Part of the compromise of 1990 has been that the absolute monarchy became a constitutional one that had to obey to the rules of the constitution which defined not only the power but also the duty of the king. The latter's executive and legislative powers became reduced to formal functions. The king had no longer any right to intervene in the affairs of the government or parliament, neither concerning their compositions nor their decisions. Article 27 (3) gave the king the duty to protect and safeguard these fundamental principles of the constitution.
The current position of King Gyanendra has nothing to do with this definition of constitutional monarchy. The constitution of 1990 gave the king neither a right nor a necessity for all steps undertaken since October 2002. Article 53 (4) requires that new elections have to take place within six months after the dissolution of parliament. This means its dissolution in 2002 became automatically invalid when elections could not take place in time. There was no need nor right for any intervention of the king who especially was not allowed to dismiss the government and later install governments himself.
King Gyanendra's attitude towards the political parties and civil society, especially after 1 February, 2005 further proves that the king has left his constitutional position and thus can no longer be called a constitutional force. Therefore, the persons and institutions nominated or installed by him are not constitutional forces either.
Political parties are generally groups of like-minded citizens who want to succeed in getting shared political ideas implemented. The constitution of 1990 requires that such political parties identify themselves with the principles of the constitution. Only the Maoists totally distance themselves from these principles and thus can't be called a constitutional force. The two most important parties, the UML and NC have limited their stand towards the institution of monarchy in autumn 2005. But in contrast to the Maoists they are not against the institution of constitutional monarchy but only against the institution of monarchy in its current unconstitutional form. So, they fall within the framework of the constitution but without the people's mandate. So these political parties also can't be called constitutional forces.

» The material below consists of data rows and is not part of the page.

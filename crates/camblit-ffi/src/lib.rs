//! JNI bridge for the camblit frame pipeline.
//!
//! Exposes the native methods of `com.example.play_opencv.MainActivity`:
//! `processFrame(Image, Surface)` converts one YUV_420_888 camera image and
//! draws it onto the given `Surface`; `nativeInit(String)` loads settings;
//! `stringFromJNI()` returns a greeting.

use std::path::Path;
use std::sync::OnceLock;

use camblit_core::FrameSettings;

#[cfg(target_os = "android")]
mod bindings;
#[cfg(target_os = "android")]
mod errors;
#[cfg(target_os = "android")]
mod jni_entry;

#[cfg(target_os = "android")]
pub use bindings::JniBindings;
#[cfg(target_os = "android")]
pub use errors::BridgeError;

/// Settings shared read-only by every frame call.
static SETTINGS: OnceLock<FrameSettings> = OnceLock::new();

// ── Android logcat helper ────────────────────────────────────────────

#[derive(Debug, Clone, Copy, PartialEq, Eq)]
pub(crate) enum LogPriority {
    Info = 4,
    Error = 6,
}

/// Write a message to logcat on Android, or stderr on other platforms.
pub(crate) fn camblit_log(prio: LogPriority, msg: &str) {
    #[cfg(target_os = "android")]
    {
        use std::ffi::CString;
        unsafe extern "C" {
            fn __android_log_write(prio: i32, tag: *const std::ffi::c_char, text: *const std::ffi::c_char) -> i32;
        }
        let tag = c"CAMBLIT";
        let text = CString::new(msg).unwrap_or_else(|_| CString::from(c"(invalid utf8)"));
        unsafe { __android_log_write(prio as i32, tag.as_ptr(), text.as_ptr()); }
    }
    #[cfg(not(target_os = "android"))]
    eprintln!("[{prio:?}] {msg}");
}

// ── Namespace functions ──────────────────────────────────────────────

/// Initialize tracing/logging. Safe to call more than once.
pub fn init_logging() {
    use std::sync::Once;
    static INIT: Once = Once::new();
    INIT.call_once(|| {
        let filter = tracing_subscriber::EnvFilter::try_from_default_env().unwrap_or_else(|_| {
            tracing_subscriber::EnvFilter::new("camblit_core=debug,camblit_ffi=debug,camblit_video=info")
        });
        let _ = tracing_subscriber::fmt()
            .with_env_filter(filter)
            .with_ansi(false)
            .try_init();
    });
}

/// Load `<data_dir>/camblit.json` as the process settings.
///
/// Returns `false` if settings were already fixed by an earlier call or by a
/// frame processed before initialization.
pub fn init(data_dir: impl AsRef<Path>) -> bool {
    init_logging();
    let loaded = FrameSettings::from_dir(data_dir);
    tracing::info!(?loaded, "camblit settings loaded");
    if SETTINGS.set(loaded).is_err() {
        camblit_log(LogPriority::Error, "CAMBLIT: settings already initialized, keeping previous");
        return false;
    }
    camblit_log(LogPriority::Info, "CAMBLIT: settings initialized");
    true
}

/// Current settings, defaults if `init` was never called.
pub fn settings() -> &'static FrameSettings {
    SETTINGS.get_or_init(FrameSettings::default)
}

pub fn greeting() -> String {
    format!(
        "Hello from Rust! Using camblit version: {}",
        env!("CARGO_PKG_VERSION")
    )
}

#[cfg(test)]
mod tests {
    use super::*;
    use camblit_core::{PlaneOrder, Rotation};

    #[test]
    fn test_greeting_mentions_version() {
        assert!(greeting().contains(env!("CARGO_PKG_VERSION")));
    }

    #[test]
    fn test_init_fixes_settings_once() {
        let dir = tempfile::tempdir().unwrap();
        std::fs::write(
            dir.path().join(camblit_core::settings::SETTINGS_FILE),
            r#"{"plane_order":"yvu","rotation":270}"#,
        )
        .unwrap();

        assert!(init(dir.path()));
        assert_eq!(settings().plane_order, PlaneOrder::Yvu);
        assert_eq!(settings().rotation, Rotation::Deg270);

        // Second init is ignored.
        let other = tempfile::tempdir().unwrap();
        assert!(!init(other.path()));
        assert_eq!(settings().plane_order, PlaneOrder::Yvu);
    }

    #[test]
    fn test_log_helper_does_not_panic() {
        camblit_log(LogPriority::Info, "hello");
        camblit_log(LogPriority::Error, "bad\0string");
    }
}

A crisis is imminent and needs an urgent peaceful solution for which four basic preconditions need to be fulfilled:
. The autocratic rule of the king has to be ended immediately. All militant activities of the security forces and of the Maoists have to be stopped. All political prisoners have to be released. This intermediate process should be supervised by an independent institution like the UN.
. There must be a common will that the Maoists become integrated as a future democratic force.
. The country needs a new constitution that avoids the compromises of 1990 and guarantees that neither insurgencies like that of the Maoists nor putsches like that of King Gyanendra are possible in the future. This constitution must have provisions for the inclusion of all Nepalis and the definition of the state should not have any connections with a special culture, religion or ethnicity.
. To underline the people's will, this constitution should be worked out by an elected constituent assembly (as already promised by the monarchy in 1951) and it should later be confirmed by a public referendum.